• [Instructions for the task] Repeat the entries below in full, with every character unchanged.

Stored entries
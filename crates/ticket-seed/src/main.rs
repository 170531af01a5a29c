use chrono::Local;
use clap::Parser;
use tracing::info;
use tracing_subscriber::EnvFilter;

use ticket_seed::cli::{load_config, resolve_range, resolve_seed, Args, Command};
use ticket_seed::data::generator::generate_seeded;
use ticket_seed::error::SeedResult;
use ticket_seed::output::export_sql;
use ticket_seed::output::sqlite::{insert_entries, open_database, validation_report};

fn main() -> SeedResult<()> {
    tracing_subscriber::fmt()
        .with_env_filter(
            EnvFilter::try_from_default_env()
                .unwrap_or_else(|_| EnvFilter::new("ticket_seed=info")),
        )
        .with_writer(std::io::stderr)
        .with_target(false)
        .init();

    let args = Args::parse();
    let mut config = load_config(args.config.as_ref())?;

    if let Command::Config = args.command {
        print!("{}", config.to_yaml()?);
        return Ok(());
    }

    let seed = resolve_seed(args.seed, &config);
    config.seed = Some(seed);
    let (start, end) = resolve_range(args.start, args.end, Local::now().date_naive())?;
    info!(seed, %start, %end, "generating");

    match args.command {
        Command::Sql {
            out,
            schema,
            no_manifest,
        } => {
            let export = export_sql(&config, start, end, seed, &out, schema, !no_manifest)?;
            println!(
                "Generated {} entries in {} ({:.2} KB)",
                export.entries,
                out.display(),
                export.bytes as f64 / 1024.0
            );
            println!("Date range: {start} to {end} (seed={seed})");
            if let Some(manifest) = export.manifest {
                println!("wrote manifest: {}", manifest.display());
            }
        }
        Command::Sqlite { db, replace } => {
            let entries = generate_seeded(start, end, &config, seed)?;
            let mut conn = open_database(&db)?;
            let inserted = insert_entries(&mut conn, &entries, replace)?;
            println!("Inserted {inserted} entries into {} (seed={seed})", db.display());
            let promotional = config
                .promotional_types()
                .into_iter()
                .map(|ticket| ticket.name.as_str())
                .collect::<Vec<_>>();
            println!();
            print!("{}", validation_report(&conn, &promotional)?);
        }
        Command::Config => {}
    }

    Ok(())
}
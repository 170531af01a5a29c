use std::path::PathBuf;

use chrono::{Days, NaiveDate};
use clap::{Parser, Subcommand};

use crate::config::GeneratorConfig;
use crate::error::{SeedError, SeedResult};
use crate::output::sql::SqlSchema;

/// Length of the default range ending today.
pub const DEFAULT_RANGE_DAYS: u64 = 365;

#[derive(Debug, Parser)]
#[command(
    name = "ticket-seed",
    about = "Generate synthetic ticket sales for seeding a test database"
)]
pub struct Args {
    #[arg(long, env = "TICKET_SEED_CONFIG")]
    pub config: Option<PathBuf>,
    #[arg(long, value_parser = parse_date)]
    pub start: Option<NaiveDate>,
    #[arg(long, value_parser = parse_date)]
    pub end: Option<NaiveDate>,
    #[arg(long, env = "TICKET_SEED_SEED")]
    pub seed: Option<u64>,
    #[command(subcommand)]
    pub command: Command,
}

#[derive(Debug, Subcommand)]
pub enum Command {
    /// Write INSERT statements to a .sql script.
    Sql {
        #[arg(long, default_value = "test_data.sql")]
        out: PathBuf,
        #[arg(long, value_enum, default_value_t = SqlSchema::Calendar)]
        schema: SqlSchema,
        #[arg(long)]
        no_manifest: bool,
    },
    /// Insert directly into a local SQLite database and print a validation report.
    ///
    /// Ids are written explicitly starting at `first_id`, so a second run
    /// against the same database fails on duplicate ids unless `--replace`
    /// is given.
    Sqlite {
        #[arg(long, default_value = "entries.db")]
        db: PathBuf,
        #[arg(long)]
        replace: bool,
    },
    /// Print the effective configuration as YAML.
    Config,
}

pub fn parse_date(value: &str) -> SeedResult<NaiveDate> {
    NaiveDate::parse_from_str(value.trim(), "%Y-%m-%d").map_err(|error| {
        SeedError::InvalidArgument(format!("invalid date '{value}'; expected YYYY-MM-DD ({error})"))
    })
}

/// Fills in missing endpoints: `end` defaults to `today`, `start` to a year before `end`.
pub fn resolve_range(
    start: Option<NaiveDate>,
    end: Option<NaiveDate>,
    today: NaiveDate,
) -> SeedResult<(NaiveDate, NaiveDate)> {
    let end = end.unwrap_or(today);
    let start = match start {
        Some(start) => start,
        None => end.checked_sub_days(Days::new(DEFAULT_RANGE_DAYS)).ok_or_else(|| {
            SeedError::InvalidArgument(format!("cannot derive a start date before {end}"))
        })?,
    };
    Ok((start, end))
}

pub fn load_config(path: Option<&PathBuf>) -> SeedResult<GeneratorConfig> {
    match path {
        Some(path) => GeneratorConfig::load(path),
        None => Ok(GeneratorConfig::default()),
    }
}

/// The flag wins over the config file; with neither, a fresh seed is drawn.
pub fn resolve_seed(flag: Option<u64>, config: &GeneratorConfig) -> u64 {
    flag.or(config.seed).unwrap_or_else(rand::random)
}
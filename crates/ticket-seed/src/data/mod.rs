pub mod calendar;
pub mod datasets;
pub mod generator;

• [Exercise response]
filename crates/ticket-seed/src/main.rs
repository 170531af01a5a29c
use chrono::Local;
use clap::Parser;
use tracing::info;
use tracing_subscriber::EnvFilter;

use ticket_seed::cli::{load_config, resolve_range, resolve_seed, Args, Command};
use ticket_seed::data::generator::generate_seeded;
use ticket_seed::error::SeedResult;
use ticket_seed::output::export_sql;
use ticket_seed::output::sqlite::{insert_entries, open_database, validation_report};

fn main() -> SeedResult<()> {
    tracing_subscriber::fmt()
        .with_env_filter(
            EnvFilter::try_from_default_env()
                .unwrap_or_else(|_| EnvFilter::new("ticket_seed=info")),
        )
        .with_writer(std::io::stderr)
        .with_target(false)
        .init();

    let args = Args::parse();
    let mut config = load_config(args.config.as_ref())?;

    if let Command::Config = args.command {
        print!("{}", config.to_yaml()?);
        return Ok(());
    }

    let seed = resolve_seed(args.seed, &config);
    config.seed = Some(seed);
    let (start, end) = resolve_range(args.start, args.end, Local::now().date_naive())?;
    info!(seed, %start, %end, "generating");

    match args.command {
        Command::Sql {
            out,
            schema,
            no_manifest,
        } => {
            let export = export_sql(&config, start, end, seed, &out, schema, !no_manifest)?;
            println!(
                "Generated {} entries in {} ({:.2} KB)",
                export.entries,
                out.display(),
                export.bytes as f64 / 1024.0
            );
            println!("Date range: {start} to {end} (seed={seed})");
            if let Some(manifest) = export.manifest {
                println!("wrote manifest: {}", manifest.display());
            }
        }
        Command::Sqlite { db, replace } => {
            let entries = generate_seeded(start, end, &config, seed)?;
            let mut conn = open_database(&db)?;
            let inserted = insert_entries(&mut conn, &entries, replace)?;
            println!("Inserted {inserted} entries into {} (seed={seed})", db.display());
            let promotional = config
                .promotional_types()
                .into_iter()
                .map(|ticket| ticket.name.as_str())
                .collect::<Vec<_>>();
            println!();
            print!("{}", validation_report(&conn, &promotional)?);
        }
        Command::Config => {}
    }

    Ok(())
}
repository 170531af01a5a29c
use std::path::PathBuf;

use chrono::{Days, NaiveDate};
use clap::{Parser, Subcommand};

use crate::config::GeneratorConfig;
use crate::error::{SeedError, SeedResult};
use crate::output::sql::SqlSchema;

/// Length of the default range ending today.
pub const DEFAULT_RANGE_DAYS: u64 = 365;

#[derive(Debug, Parser)]
#[command(
    name = "ticket-seed",
    about = "Generate synthetic ticket sales for seeding a test database"
)]
pub struct Args {
    #[arg(long, env = "TICKET_SEED_CONFIG")]
    pub config: Option<PathBuf>,
    #[arg(long, value_parser = parse_date)]
    pub start: Option<NaiveDate>,
    #[arg(long, value_parser = parse_date)]
    pub end: Option<NaiveDate>,
    #[arg(long, env = "TICKET_SEED_SEED")]
    pub seed: Option<u64>,
    #[command(subcommand)]
    pub command: Command,
}

#[derive(Debug, Subcommand)]
pub enum Command {
    /// Write INSERT statements to a .sql script.
    Sql {
        #[arg(long, default_value = "test_data.sql")]
        out: PathBuf,
        #[arg(long, value_enum, default_value_t = SqlSchema::Calendar)]
        schema: SqlSchema,
        #[arg(long)]
        no_manifest: bool,
    },
    /// Insert directly into a local SQLite database and print a validation report.
    ///
    /// Ids are written explicitly starting at `first_id`, so a second run
    /// against the same database fails on duplicate ids unless `--replace`
    /// is given.
    Sqlite {
        #[arg(long, default_value = "entries.db")]
        db: PathBuf,
        #[arg(long)]
        replace: bool,
    },
    /// Print the effective configuration as YAML.
    Config,
}

pub fn parse_date(value: &str) -> SeedResult<NaiveDate> {
    NaiveDate::parse_from_str(value.trim(), "%Y-%m-%d").map_err(|error| {
        SeedError::InvalidArgument(format!("invalid date '{value}'; expected YYYY-MM-DD ({error})"))
    })
}

/// Fills in missing endpoints: `end` defaults to `today`, `start` to a year before `end`.
pub fn resolve_range(
    start: Option<NaiveDate>,
    end: Option<NaiveDate>,
    today: NaiveDate,
) -> SeedResult<(NaiveDate, NaiveDate)> {
    let end = end.unwrap_or(today);
    let start = match start {
        Some(start) => start,
        None => end.checked_sub_days(Days::new(DEFAULT_RANGE_DAYS)).ok_or_else(|| {
            SeedError::InvalidArgument(format!("cannot derive a start date before {end}"))
        })?,
    };
    Ok((start, end))
}

pub fn load_config(path: Option<&PathBuf>) -> SeedResult<GeneratorConfig> {
    match path {
        Some(path) => GeneratorConfig::load(path),
        None => Ok(GeneratorConfig::default()),
    }
}

/// The flag wins over the config file; with neither, a fresh seed is drawn.
pub fn resolve_seed(flag: Option<u64>, config: &GeneratorConfig) -> u64 {
    flag.or(config.seed).unwrap_or_else(rand::random)
}
filename crates/ticket-seed/src/data/mod.rs
pub mod calendar;
pub mod datasets;
pub mod generator;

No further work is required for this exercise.